Custom Models#
This guide explains how to create custom models in Oumi. We’ll use the MLPEncoder
as a concrete example to demonstrate best practices and requirements.
Core Concepts#
Before diving into the implementation, let’s understand the key concepts and components:
Base Model Interface
All Oumi models inherit from
oumi.core.models.BaseModel
This provides a consistent interface and enforces implementation of required methods
The base class extends
torch.nn.Module
for PyTorch compatibility
Model Registry
Models are registered using
oumi.core.registry.Registry
This makes models discoverable and instantiatable by name
Registration is done via the
oumi.core.registry.register()
decorator
Model Outputs
Models return dictionaries containing
torch.Tensor
Required outputs depend on the task (e.g., logits for classification)
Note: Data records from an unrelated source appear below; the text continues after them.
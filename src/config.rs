use std::path::Path;

use config_file::FromConfigFile;
use serde::Deserialize;

use crate::error::{ConfigurationError, Result};
use crate::grid::{GridWorld, Position, TerminalState};
use crate::movement::MovementModel;
use crate::utility::DEFAULT_CONVERGENCE_THRESHOLD;

/// Hold information read from a TOML configuration file. Every field
/// defaults to the classic 4x3 world.
#[derive(Deserialize, Debug, Clone, PartialEq)]
#[serde(default)]
pub struct SimulationConfig {
    pub step_reward: f64,
    pub discount_factor: f64,
    pub convergence_threshold: f64,
    pub max_iterations: u64,
    pub movement: MovementConfig,
    pub grid: GridConfig,
}

#[derive(Deserialize, Debug, Clone, PartialEq)]
#[serde(default)]
pub struct MovementConfig {
    pub intended: f64,
    pub left_turn: f64,
    pub right_turn: f64,
    pub stay: f64,
}

#[derive(Deserialize, Debug, Clone, PartialEq)]
#[serde(default)]
pub struct GridConfig {
    pub width: usize,
    pub height: usize,
    pub start: Option<Position>,
    pub walls: Vec<Position>,
    pub terminals: Vec<TerminalState>,
}

impl Default for SimulationConfig {
    fn default() -> Self {
        SimulationConfig {
            step_reward: -0.04,
            discount_factor: 1.0,
            convergence_threshold: DEFAULT_CONVERGENCE_THRESHOLD,
            max_iterations: 1000,
            movement: MovementConfig::default(),
            grid: GridConfig::default(),
        }
    }
}

impl Default for MovementConfig {
    fn default() -> Self {
        let m = MovementModel::default();
        MovementConfig {
            intended: m.intended(),
            left_turn: m.left_turn(),
            right_turn: m.right_turn(),
            stay: m.stay(),
        }
    }
}

impl Default for GridConfig {
    fn default() -> Self {
        GridConfig {
            width: 4,
            height: 3,
            start: Some(Position::new(1, 1)),
            walls: vec![Position::new(2, 2)],
            terminals: vec![
                TerminalState::new(Position::new(3, 4), 1.0),
                TerminalState::new(Position::new(2, 4), -1.0),
            ],
        }
    }
}

impl SimulationConfig {
    pub fn from_file(path: &Path) -> std::result::Result<SimulationConfig, ConfigurationError> {
        SimulationConfig::from_config_file(path).map_err(|e| ConfigurationError::Unreadable {
            path: path.display().to_string(),
            reason: e.to_string(),
        })
    }

    pub fn build_grid(&self) -> std::result::Result<GridWorld, ConfigurationError> {
        GridWorld::build(
            self.grid.width,
            self.grid.height,
            &self.grid.walls,
            &self.grid.terminals,
            self.grid.start,
            self.step_reward,
        )
    }

    pub fn movement_model(&self) -> Result<MovementModel> {
        let m = &self.movement;
        Ok(MovementModel::new(m.intended, m.left_turn, m.right_turn, m.stay)?)
    }

    /// Check every scalar setting. Grid layout and movement probabilities
    /// are checked when they are built.
    pub fn validate_scalars(&self) -> std::result::Result<(), ConfigurationError> {
        validate_discount(self.discount_factor)?;
        if !(self.convergence_threshold.is_finite() && self.convergence_threshold > 0.0) {
            return Err(ConfigurationError::Threshold(self.convergence_threshold));
        }
        Ok(())
    }
}

pub fn validate_discount(discount: f64) -> std::result::Result<(), ConfigurationError> {
    if !(0.0..=1.0).contains(&discount) {
        return Err(ConfigurationError::Discount(discount));
    }
    Ok(())
}
use approx::abs_diff_eq;

use crate::action::Action;
use crate::error::InvalidProbabilityError;

/// Tolerance on the probability sum.
pub const PROBABILITY_TOLERANCE: f64 = 1e-9;

/// Which way the agent actually went relative to the action it chose.
#[derive(Debug, Clone, Copy, Eq, PartialEq)]
pub enum Slip {
    Intended,
    LeftTurn,
    RightTurn,
}

impl Slip {
    pub const ALL: [Slip; 3] = [Slip::Intended, Slip::LeftTurn, Slip::RightTurn];

    pub fn apply(self, action: Action) -> Action {
        match self {
            Slip::Intended => action,
            Slip::LeftTurn => action.left_turn(),
            Slip::RightTurn => action.right_turn(),
        }
    }
}

/// Stochastic movement model. `stay` is residual mass for outcomes with no
/// valid move; blocked moves already collapse to "stay" inside the other
/// three branches.
#[derive(Debug, Clone, Copy, PartialEq)]
pub struct MovementModel {
    intended: f64,
    left_turn: f64,
    right_turn: f64,
    stay: f64,
}

impl Default for MovementModel {
    fn default() -> Self {
        MovementModel { intended: 0.8, left_turn: 0.1, right_turn: 0.1, stay: 0.0 }
    }
}

impl MovementModel {
    pub fn new(
        intended: f64, left_turn: f64, right_turn: f64, stay: f64,
    ) -> Result<MovementModel, InvalidProbabilityError> {
        for (name, value) in [
            ("intended", intended),
            ("left-turn", left_turn),
            ("right-turn", right_turn),
            ("stay", stay),
        ] {
            if !value.is_finite() || value < 0.0 {
                return Err(InvalidProbabilityError::OutOfRange { name, value });
            }
        }
        let sum = intended + left_turn + right_turn + stay;
        if !abs_diff_eq!(sum, 1.0, epsilon = PROBABILITY_TOLERANCE) {
            return Err(InvalidProbabilityError::BadSum(sum));
        }
        Ok(MovementModel { intended, left_turn, right_turn, stay })
    }

    pub fn intended(&self) -> f64 {
        self.intended
    }

    pub fn left_turn(&self) -> f64 {
        self.left_turn
    }

    pub fn right_turn(&self) -> f64 {
        self.right_turn
    }

    pub fn stay(&self) -> f64 {
        self.stay
    }

    pub fn probability(&self, slip: Slip) -> f64 {
        match slip {
            Slip::Intended => self.intended,
            Slip::LeftTurn => self.left_turn,
            Slip::RightTurn => self.right_turn,
        }
    }

    /// Map a uniform sample `r` in [0, 1) to a slip. The three branches
    /// partition the whole interval; `stay` is not sampled separately.
    pub fn sample(&self, r: f64) -> Slip {
        if r < self.intended {
            Slip::Intended
        } else if r < self.intended + self.left_turn {
            Slip::LeftTurn
        } else {
            Slip::RightTurn
        }
    }
}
Loss is included in outputs during training
Loss Functions
Models define their training criterion via the
criterion
propertyCommon losses are available in
torch.nn.functional
Custom losses can be implemented as needed
Integration Points
Models work with
torch.utils.data.DataLoader
for data loadingCompatible with
transformers.Trainer
for trainingSupport distributed training via PyTorch’s mechanisms
Configuration#
The configuration is part of the overall TrainingConfig
and is defined under the model
section:
model:
# Required
model_name: "my_custom_model" # Model ID or path
model_kwargs: # Parameters passed to model constructor
input_dim: 768
hidden_dim: 128
output_dim: 10
# Optional settings
trust_remote_code: false # Allow remote code execution
torch_dtype_str: "float32" # Model precision
device_map: "auto" # Device placement strategy
Key points about configuration:
Model parameters are defined in the
model
section of training configmodel_kwargs
contains parameters passed to the model’s constructorConfiguration can be loaded from YAML files or created programmatically
Implementing a Custom Model#
Overview#
At a high level, an Oumi model:
Inherits from
oumi.core.models.BaseModel
(which extendstorch.nn.Module
)Implements a forward pass that returns a dictionary of tensors
Defines a loss criterion for training
Follows PyTorch and (optionally) Hugging Face conventions
Here’s the complete implementation of the oumi.models.mlp.MLPEncoder
, a simple text encoder model:
MLPEncoder
from typing import Callable, Optional
import torch
import torch.nn as nn
from torch.nn import functional as F
from oumi.core import registry
from oumi.core.models.base_model import BaseModel
@registry.register("MLPEncoder", registry.RegistryType.MODEL)
class MLPEncoder(BaseModel):
def __init__(
self, input_dim: int = 768, hidden_dim: int = 128, output_dim: int = 10
):
"""Initialize the MLPEncoder.
Args:
input_dim (int): The input dimension.
hidden_dim (int): The hidden dimension.
output_dim (int): The output dimension.
"""
super().__init__()
self.embedding = nn.Embedding(input_dim, hidden_dim)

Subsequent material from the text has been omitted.